What does a data lake do?
Data lakes are beneficial because they require less carefully organized storage than warehouses, which store highly structured data. Best Big Data analytics practices include analyzing both unstructured and partly structured data instead of having them siloed in different databases or warehouses. Data lakes can hold objects, which makes them useful for enterprises with large amounts of unstructured data.

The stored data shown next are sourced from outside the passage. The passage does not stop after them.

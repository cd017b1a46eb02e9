//! Checksum algorithms known to the editor and their default parameters.

use serde_json::{Map, Value as Json};

/// Algorithm new `Checksum` fields start with.
pub const DEFAULT_ALGORITHM: &str = "crc16-modbus";

#[derive(Debug, Clone, Copy, PartialEq)]
pub enum ParamDefault {
    Text(&'static str),
    Bool(bool),
}

#[derive(Debug, Clone, Copy)]
pub struct ChecksumAlgorithm {
    pub name: &'static str,
    pub label: &'static str,
    pub params: &'static [(&'static str, ParamDefault)],
}

use ParamDefault::{Bool, Text};

pub const ALGORITHMS: &[ChecksumAlgorithm] = &[
    ChecksumAlgorithm {
        name: "crc16-modbus",
        label: "CRC16-MODBUS",
        params: &[
            ("polynomial", Text("0x8005")),
            ("initialValue", Text("0xFFFF")),
            ("finalXorValue", Text("0x0000")),
            ("inputReflected", Bool(true)),
            ("outputReflected", Bool(true)),
        ],
    },
    ChecksumAlgorithm {
        name: "crc32",
        label: "CRC32",
        params: &[
            ("polynomial", Text("0x04C11DB7")),
            ("initialValue", Text("0xFFFFFFFF")),
            ("finalXorValue", Text("0xFFFFFFFF")),
            ("inputReflected", Bool(true)),
            ("outputReflected", Bool(true)),
        ],
    },
    ChecksumAlgorithm {
        name: "crc16-ccitt",
        label: "CRC16-CCITT",
        params: &[
            ("polynomial", Text("0x1021")),
            ("initialValue", Text("0xFFFF")),
            ("finalXorValue", Text("0x0000")),
            ("inputReflected", Bool(false)),
            ("outputReflected", Bool(false)),
        ],
    },
    ChecksumAlgorithm {
        name: "crc16-xmodem",
        label: "CRC16-XMODEM",
        params: &[
            ("polynomial", Text("0x1021")),
            ("initialValue", Text("0x0000")),
            ("finalXorValue", Text("0x0000")),
            ("inputReflected", Bool(false)),
            ("outputReflected", Bool(false)),
        ],
    },
    ChecksumAlgorithm {
        name: "sum8",
        label: "SUM8",
        params: &[("initialValue", Text("0x00")), ("complement", Text("none"))],
    },
    ChecksumAlgorithm {
        name: "sum16",
        label: "SUM16",
        params: &[
            ("initialValue", Text("0x0000")),
            ("complement", Text("none")),
            ("byteOrder", Text("big")),
        ],
    },
    ChecksumAlgorithm {
        name: "xor",
        label: "XOR",
        params: &[("initialValue", Text("0x00"))],
    },
    ChecksumAlgorithm {
        name: "custom",
        label: "Custom",
        params: &[("customExpression", Text("")), ("customDescription", Text(""))],
    },
];

pub fn find(name: &str) -> Option<&'static ChecksumAlgorithm> {
    ALGORITHMS.iter().find(|a| a.name == name)
}

/// Default `parameters` object for `name`; empty for unknown algorithms.
pub fn default_parameters(name: &str) -> Map<String, Json> {
    let mut out = Map::new();
    if let Some(alg) = find(name) {
        for (key, default) in alg.params {
            let v = match default {
                Text(s) => Json::String(s.to_string()),
                Bool(b) => Json::Bool(*b),
            };
            out.insert(key.to_string(), v);
        }
    }
    out
}

#[cfg(test)]
mod tests {
    use super::*;

    #[test]
    fn modbus_defaults() {
        let p = default_parameters(DEFAULT_ALGORITHM);
        assert_eq!(p.get("polynomial").and_then(Json::as_str), Some("0x8005"));
        assert_eq!(p.get("inputReflected").and_then(Json::as_bool), Some(true));
        assert_eq!(p.len(), 5);
    }

    #[test]
    fn unknown_algorithm_has_no_parameters() {
        assert!(default_parameters("md5").is_empty());
        assert!(find("sum16").is_some());
    }
}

However, that doesn’t mean that throwing a bunch of data in a lake with no controls or organization whatsoever will result in beautiful or useful data analytics for your business. Lakes need structure in their own way. But unlike warehouses, they mainly need:
- Easy ways to locate data
- Governance for data
- Methods of cleaning and sorting data
- Plans for utilizing accurate and useful data
Successful data lakes have metadata stored along each data object. This metadata categorizes data and makes it easier to locate within the lake. Clearly defined objects decrease the backlog of time that sorting through data requires.
Data governance includes the policies set for stored data: how long it should be stored, who should be allowed to access it, and what compliance requirements it needs to meet. Compliance is particularly important if you’re storing any type of customer data. Data protection regulations set strict guidelines for customer data and also require organizations to track how many people have access to it.
Much of the data thrown in a lake will eventually grow outdated. If BI platforms or analysts are using this data to make decisions, that data should be accurate. Data lakes need methods of cleaning old, outdated objects when they’re no longer accurate or no longer need to be stored for regulatory purposes.
The four characteristics of a successful data lake designate the difference between a data lake and a data swamp.
What does a data swamp do?
Data swamps usually begin as a lake. Enterprises don’t plan to start a data swamp; swamps aren’t sold as-a-service, nor are they marketed. Data lakes turn into swamps when businesses don’t set expectations and guidelines for their data storage. Swamps make analysis and retrieval very challenging.
Data swamps become a catch-all for data. When an organization needs or wants to store data, and they don’t know how to categorize it or don’t need to put it in a warehouse, a data lake-turned-swamp is waiting to collect all unrelated objects and files. Data swamps store unnecessary and outdated objects because users toss anything in them, without setting guidelines for relevance or timeliness.
Data swamps aren’t regularly managed or governed by administrators or analysts. They don’t have controls or categorization placed on their stored objects. That’s part of the reason they don’t lend themselves to big data analytics. The other reason is their lack of metadata. Objects and files stored in swamps frequently don’t have metadata, which makes them incredibly challenging to search or organize.
Data swamps are also a danger to compliance. They obscure customer data, and if businesses can’t find data in the murky recesses of the swamp, they could be found non-compliant to regulatory standards that require data to be retrieved or deleted. Most regulations require businesses to keep strictly accurate records of data, including who has access to it, and data swamps make that difficult (or impossible).
Keeping your data lake from becoming a swamp
There’s certainly something very appealing about being able to toss any piece of data in a huge, scalable storage repository without having to worry about it. But that strategy doesn’t set enterprises up for future analytics or success. Data swamps are only useful for unimportant, random data that doesn’t need to be used in any business intelligence ventures.
As previously mentioned, data lakes need organization so they present useful, relevant data. When lakes are intentionally designed, all objects and files have metadata, and data is closely governed, lakes have the potential to give accurate and game-changing business insights. They just require some work at the beginning before they get there.